“Do not fear the apocalypse. Today’s world is better than yesterday’s. Tomorrow’s will be better than today’s, as humanity trips over the threshold of a new Age.” So wrote the Reverend Friend Farmer in 2021, years before he came to be known as a Father of the New Age.

By 2104, when The Reefsong Series is set, ‘the Farmer’s’ philosophies overshadow the lives of everyday people, like air steward Kieron Keats and his daughter, Teria, on the verge of university graduation—people doing their best to survive and thrive among the inherent goodness and the selfish, stumbling foolishness of New Age Man.

Let’s hear the rest of what the Farmer had to say.

“In the days that come we will harvest the carbon from the air—we begin even now—and so stabilize the global environment. We will permit the oceans and the land to heal, and live increasingly in balance with the planet.

We will eat better, and more of us will eat more often; food growth will continue, although what we eat will change. We will solve the riddle of most of today’s horrific diseases and start work on the new ones that come to take their place.

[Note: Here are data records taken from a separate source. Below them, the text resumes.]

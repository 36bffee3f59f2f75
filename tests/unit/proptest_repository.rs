//! Property-based tests for the content repository
//!
//! Uses proptest to verify properties that should hold for all inputs.

use chrono::NaiveDate;
use proptest::prelude::*;
use quire::core::models::Status;
use quire::core::services::{ContentRepository, LoadError};
use std::collections::HashSet;

use crate::common::RecordBuilder;

/// (path suffix, is draft, optional day offset)
fn record_shape() -> impl Strategy<Value = (u8, bool, Option<u16>)> {
    (0u8..20, any::<bool>(), proptest::option::of(0u16..2000))
}

fn build(shapes: &[(u8, bool, Option<u16>)]) -> Vec<quire::core::models::RawRecord> {
    let epoch = NaiveDate::from_ymd_opt(2010, 1, 1).unwrap();
    shapes
        .iter()
        .map(|(n, draft, day)| {
            let collection = if *draft { "drafts" } else { "posts" };
            let mut builder = RecordBuilder::new(&format!("/{collection}/doc-{n}"));
            if let Some(day) = day {
                let date = epoch + chrono::Days::new(u64::from(*day));
                builder = builder.date(&date.format("%Y-%m-%d").to_string());
            }
            builder.build()
        })
        .collect()
}

proptest! {
    /// Loaded paths are unique and every collision is reported
    #[test]
    fn paths_are_unique(shapes in proptest::collection::vec(record_shape(), 0..40)) {
        let records = build(&shapes);
        let total = records.len();
        let report = ContentRepository::load(records);

        let mut seen = HashSet::new();
        for doc in report.repository.iter() {
            prop_assert!(seen.insert(doc.path.clone()));
        }
        prop_assert_eq!(report.repository.len() + report.errors.len(), total);
    }

    /// Published documents always carry a date
    #[test]
    fn published_have_dates(shapes in proptest::collection::vec(record_shape(), 0..40)) {
        let report = ContentRepository::load(build(&shapes));
        prop_assert!(report.repository.by_status(Status::Published).all(|d| d.date.is_some()));
        for err in &report.errors {
            if let LoadError::Validation { path, .. } = err {
                prop_assert!(path.starts_with("/posts/"));
            }
        }
    }

    /// The date view is monotonic and holds exactly the dated documents
    #[test]
    fn sorted_by_date_is_monotonic(
        shapes in proptest::collection::vec(record_shape(), 0..40),
        descending in any::<bool>(),
    ) {
        let repo = ContentRepository::load(build(&shapes)).repository;
        let sorted = repo.sorted_by_date(descending);

        prop_assert_eq!(sorted.len(), repo.iter().filter(|d| d.date.is_some()).count());
        for pair in sorted.windows(2) {
            let (a, b) = (pair[0].date, pair[1].date);
            if descending {
                prop_assert!(a >= b);
            } else {
                prop_assert!(a <= b);
            }
        }
    }
}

We will extend the human lifespan and healthspan, so that a hundred years of mentally and physically active living will become the norm rather than the exception, and we will of course take this for granted and want more.

Nano-scale tools will bring methods and benefits beyond current expectations. This is the technology that will change the world.

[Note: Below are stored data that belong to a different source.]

// wabot — WhatsApp command bot
//
// Usage: wabot [CONFIG_PATH]
// Config path falls back to $WABOT_CONFIG, then <config_dir>/wabot/config.json.

use anyhow::Context;
use log::info;
use std::path::PathBuf;
use std::sync::Arc;
use wabot::engine::whatsapp::run_bridge;
use wabot::{BotConfig, CommandIndex};

#[tokio::main]
async fn main() -> anyhow::Result<()> {
    env_logger::Builder::from_env(env_logger::Env::default().default_filter_or("info")).init();

    let config_path = std::env::args_os()
        .nth(1)
        .map(PathBuf::from)
        .unwrap_or_else(BotConfig::default_path);
    let config = BotConfig::load(&config_path)
        .with_context(|| format!("loading config from {}", config_path.display()))?;

    let commands_path = config.commands_path(&config_path);
    let index = CommandIndex::load_json(&commands_path, config.prefix)
        .with_context(|| format!("loading commands from {}", commands_path.display()))?;
    info!("[wabot] {} commands loaded from {}", index.len(), commands_path.display());

    run_bridge(config, Arc::new(index)).await?;
    Ok(())
}
// WhatsApp Bridge — Evolution API Client
// EvolutionSender (ReplySender over /message/sendText), connection_state

use super::config::WhatsAppConfig;
use crate::atoms::constants::WHATSAPP_MAX_MESSAGE_CHARS;
use crate::atoms::error::{EngineError, EngineResult};
use crate::engine::channels::{excerpt, split_message, ReplySender};
use async_trait::async_trait;
use log::{debug, warn};
use serde_json::json;
use std::time::Duration;

pub struct EvolutionSender {
    client: reqwest::Client,
    config: WhatsAppConfig,
}

impl EvolutionSender {
    pub fn new(config: WhatsAppConfig) -> EngineResult<Self> {
        let client = reqwest::Client::builder().timeout(Duration::from_secs(30)).build()?;
        Ok(EvolutionSender { client, config })
    }

    pub fn config(&self) -> &WhatsAppConfig {
        &self.config
    }

    /// Instance state as reported by Evolution API (`open` once paired).
    pub async fn connection_state(&self) -> EngineResult<String> {
        let url = format!("{}/instance/connectionState/{}", self.config.base_url(), self.config.instance_name);
        let resp = self.client.get(&url).header("apikey", &self.config.api_key).send().await?;
        let status = resp.status();
        if !status.is_success() {
            let text = resp.text().await.unwrap_or_default();
            return Err(EngineError::channel(
                "whatsapp",
                format!("connectionState {}: {}", status, excerpt(&text, 200)),
            ));
        }
        let body: serde_json::Value = resp.json().await?;
        Ok(body["instance"]["state"]
            .as_str()
            .or_else(|| body["state"].as_str())
            .unwrap_or("unknown")
            .to_string())
    }

    async fn send_chunk(&self, url: &str, to_jid: &str, chunk: &str) -> EngineResult<()> {
        let body = json!({
            "number": to_jid,
            "text": chunk,
        });
        let resp = self
            .client
            .post(url)
            .header("apikey", &self.config.api_key)
            .json(&body)
            .send()
            .await?;

        let status = resp.status();
        if !status.is_success() {
            let err_text = resp.text().await.unwrap_or_default();
            warn!("[whatsapp] sendText error [{}]: {}", status, err_text);
            return Err(EngineError::channel(
                "whatsapp",
                format!("sendText {}: {}", status, excerpt(&err_text, 200)),
            ));
        }
        Ok(())
    }
}

#[async_trait]
impl ReplySender for EvolutionSender {
    /// Long replies go out as several messages; the first failing chunk
    /// aborts the rest.
    async fn reply(&self, sender_key: &str, text: &str) -> EngineResult<()> {
        let url = self.config.send_text_url();
        let chunks = split_message(text, WHATSAPP_MAX_MESSAGE_CHARS);
        debug!("[whatsapp] Sending {} chunk(s) to {}", chunks.len(), sender_key);
        for chunk in &chunks {
            self.send_chunk(&url, sender_key, chunk).await?;
        }
        Ok(())
    }
}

And we will eventually work through the paradoxical challenge of artificial intelligence—and when we do, we will better appreciate what it means to be human for, when it comes, understanding the essence of what we are and offer to each other will be the key to our survival.

And for every solution will come a new problem. And people will continue to suffer, day to day.

How do I know this? I don’t, of course. But grasp a thread into the near future—go on, I dare you, pick any one—and ease it slowly and fearlessly out and what you’ll see is humanity advancing according to all the critical indicators, and humanity struggling with itself. For this is what we are, and what we will continue to be.

For every visionless clown seeking political power, for every lad who wants to be a laird and live off the backs of others—and there will be many—there are more women and men using the best of what they are for the betterment of the planet and the race. And the tools they have to do it with improve at breakneck pace.”

We are human. We are here to learn.

 

As for the series title, in a later piece the Farmer wrote (talking about when things go bad):

“We ask, of course, whether such great suffering is part of a larger plan. Isn’t it comforting to think so? But perhaps this, too, is but self-expression at work: an expression of the Great Human Reef, our one human Self, the being of connected humanity that thrives across all the dimensions. Reefsong, perhaps, in descending notes—is that what the hard times are?”